= SUPPLIED MATERIAL =
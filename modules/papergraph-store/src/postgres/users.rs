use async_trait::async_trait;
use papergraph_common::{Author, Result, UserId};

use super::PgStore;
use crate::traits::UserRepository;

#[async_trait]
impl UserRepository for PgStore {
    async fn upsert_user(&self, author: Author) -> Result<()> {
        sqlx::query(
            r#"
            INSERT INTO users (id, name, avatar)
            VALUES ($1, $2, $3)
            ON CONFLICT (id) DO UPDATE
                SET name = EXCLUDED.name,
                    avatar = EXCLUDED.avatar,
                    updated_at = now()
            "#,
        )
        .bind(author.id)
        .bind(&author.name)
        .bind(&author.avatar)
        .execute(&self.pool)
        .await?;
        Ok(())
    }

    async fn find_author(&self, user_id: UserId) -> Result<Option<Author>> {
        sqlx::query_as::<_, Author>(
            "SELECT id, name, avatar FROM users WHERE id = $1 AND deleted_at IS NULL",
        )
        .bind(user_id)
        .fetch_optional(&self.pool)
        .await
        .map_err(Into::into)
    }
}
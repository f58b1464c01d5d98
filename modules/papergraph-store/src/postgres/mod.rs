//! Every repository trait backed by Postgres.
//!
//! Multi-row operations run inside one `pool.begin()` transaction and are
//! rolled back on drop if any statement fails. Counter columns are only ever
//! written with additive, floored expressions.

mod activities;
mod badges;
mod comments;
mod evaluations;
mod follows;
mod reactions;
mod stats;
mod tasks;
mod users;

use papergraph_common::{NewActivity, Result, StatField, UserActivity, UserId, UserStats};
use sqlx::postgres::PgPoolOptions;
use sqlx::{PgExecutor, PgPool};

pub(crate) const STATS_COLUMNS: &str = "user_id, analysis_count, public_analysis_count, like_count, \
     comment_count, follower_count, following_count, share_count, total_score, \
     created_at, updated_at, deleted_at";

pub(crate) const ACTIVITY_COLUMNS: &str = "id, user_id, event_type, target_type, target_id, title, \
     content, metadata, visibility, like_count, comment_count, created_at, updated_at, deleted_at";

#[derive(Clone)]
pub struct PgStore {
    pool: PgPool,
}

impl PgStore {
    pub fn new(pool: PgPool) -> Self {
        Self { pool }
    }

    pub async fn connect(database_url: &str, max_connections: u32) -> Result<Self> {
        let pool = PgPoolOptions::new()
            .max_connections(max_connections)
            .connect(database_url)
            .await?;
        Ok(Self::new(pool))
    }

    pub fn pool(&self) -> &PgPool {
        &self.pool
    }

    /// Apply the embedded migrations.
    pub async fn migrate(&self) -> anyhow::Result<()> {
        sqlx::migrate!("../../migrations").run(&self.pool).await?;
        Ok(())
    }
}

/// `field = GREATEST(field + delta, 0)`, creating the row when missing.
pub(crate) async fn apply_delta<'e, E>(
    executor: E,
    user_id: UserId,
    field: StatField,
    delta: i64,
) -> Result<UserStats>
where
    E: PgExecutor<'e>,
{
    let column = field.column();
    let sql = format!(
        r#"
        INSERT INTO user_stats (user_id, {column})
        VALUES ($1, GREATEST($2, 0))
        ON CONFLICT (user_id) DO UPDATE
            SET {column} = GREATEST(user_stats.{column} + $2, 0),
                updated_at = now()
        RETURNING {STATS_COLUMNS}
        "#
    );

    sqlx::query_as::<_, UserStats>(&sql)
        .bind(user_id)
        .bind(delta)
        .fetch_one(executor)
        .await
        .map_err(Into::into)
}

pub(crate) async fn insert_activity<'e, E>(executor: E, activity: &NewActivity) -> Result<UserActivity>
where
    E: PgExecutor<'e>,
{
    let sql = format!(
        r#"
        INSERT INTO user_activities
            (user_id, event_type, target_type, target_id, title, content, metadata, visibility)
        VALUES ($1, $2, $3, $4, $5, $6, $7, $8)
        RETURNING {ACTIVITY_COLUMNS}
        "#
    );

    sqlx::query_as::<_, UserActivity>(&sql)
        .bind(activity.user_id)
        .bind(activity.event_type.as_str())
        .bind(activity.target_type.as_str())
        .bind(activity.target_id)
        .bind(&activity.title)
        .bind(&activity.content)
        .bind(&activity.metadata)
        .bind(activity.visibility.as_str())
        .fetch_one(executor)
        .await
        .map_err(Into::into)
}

= EXERCISE BRIEF =
Exactly as given, please retype all the entries.

= ANSWER =
filename modules/papergraph-store/src/postgres/users.rs
use async_trait::async_trait;
use papergraph_common::{Author, Result, UserId};

use super::PgStore;
use crate::traits::UserRepository;

#[async_trait]
impl UserRepository for PgStore {
    async fn upsert_user(&self, author: Author) -> Result<()> {
        sqlx::query(
            r#"
            INSERT INTO users (id, name, avatar)
            VALUES ($1, $2, $3)
            ON CONFLICT (id) DO UPDATE
                SET name = EXCLUDED.name,
                    avatar = EXCLUDED.avatar,
                    updated_at = now()
            "#,
        )
        .bind(author.id)
        .bind(&author.name)
        .bind(&author.avatar)
        .execute(&self.pool)
        .await?;
        Ok(())
    }

    async fn find_author(&self, user_id: UserId) -> Result<Option<Author>> {
        sqlx::query_as::<_, Author>(
            "SELECT id, name, avatar FROM users WHERE id = $1 AND deleted_at IS NULL",
        )
        .bind(user_id)
        .fetch_optional(&self.pool)
        .await
        .map_err(Into::into)
    }
}
repository f58b1464c01d5d98
filename modules/papergraph-store/src/postgres/mod.rs
//! Every repository trait backed by Postgres.
//!
//! Multi-row operations run inside one `pool.begin()` transaction and are
//! rolled back on drop if any statement fails. Counter columns are only ever
//! written with additive, floored expressions.

mod activities;
mod badges;
mod comments;
mod evaluations;
mod follows;
mod reactions;
mod stats;
mod tasks;
mod users;

use papergraph_common::{NewActivity, Result, StatField, UserActivity, UserId, UserStats};
use sqlx::postgres::PgPoolOptions;
use sqlx::{PgExecutor, PgPool};

pub(crate) const STATS_COLUMNS: &str = "user_id, analysis_count, public_analysis_count, like_count, \
     comment_count, follower_count, following_count, share_count, total_score, \
     created_at, updated_at, deleted_at";

pub(crate) const ACTIVITY_COLUMNS: &str = "id, user_id, event_type, target_type, target_id, title, \
     content, metadata, visibility, like_count, comment_count, created_at, updated_at, deleted_at";

#[derive(Clone)]
pub struct PgStore {
    pool: PgPool,
}

impl PgStore {
    pub fn new(pool: PgPool) -> Self {
        Self { pool }
    }

    pub async fn connect(database_url: &str, max_connections: u32) -> Result<Self> {
        let pool = PgPoolOptions::new()
            .max_connections(max_connections)
            .connect(database_url)
            .await?;
        Ok(Self::new(pool))
    }

    pub fn pool(&self) -> &PgPool {
        &self.pool
    }

    /// Apply the embedded migrations.
    pub async fn migrate(&self) -> anyhow::Result<()> {
        sqlx::migrate!("../../migrations").run(&self.pool).await?;
        Ok(())
    }
}

/// `field = GREATEST(field + delta, 0)`, creating the row when missing.
pub(crate) async fn apply_delta<'e, E>(
    executor: E,
    user_id: UserId,
    field: StatField,
    delta: i64,
) -> Result<UserStats>
where
    E: PgExecutor<'e>,
{
    let column = field.column();
    let sql = format!(
        r#"
        INSERT INTO user_stats (user_id, {column})
        VALUES ($1, GREATEST($2, 0))
        ON CONFLICT (user_id) DO UPDATE
            SET {column} = GREATEST(user_stats.{column} + $2, 0),
                updated_at = now()
        RETURNING {STATS_COLUMNS}
        "#
    );

    sqlx::query_as::<_, UserStats>(&sql)
        .bind(user_id)
        .bind(delta)
        .fetch_one(executor)
        .await
        .map_err(Into::into)
}

pub(crate) async fn insert_activity<'e, E>(executor: E, activity: &NewActivity) -> Result<UserActivity>
where
    E: PgExecutor<'e>,
{
    let sql = format!(
        r#"
        INSERT INTO user_activities
            (user_id, event_type, target_type, target_id, title, content, metadata, visibility)
        VALUES ($1, $2, $3, $4, $5, $6, $7, $8)
        RETURNING {ACTIVITY_COLUMNS}
        "#
    );

    sqlx::query_as::<_, UserActivity>(&sql)
        .bind(activity.user_id)
        .bind(activity.event_type.as_str())
        .bind(activity.target_type.as_str())
        .bind(activity.target_id)
        .bind(&activity.title)
        .bind(&activity.content)
        .bind(&activity.metadata)
        .bind(activity.visibility.as_str())
        .fetch_one(executor)
        .await
        .map_err(Into::into)
}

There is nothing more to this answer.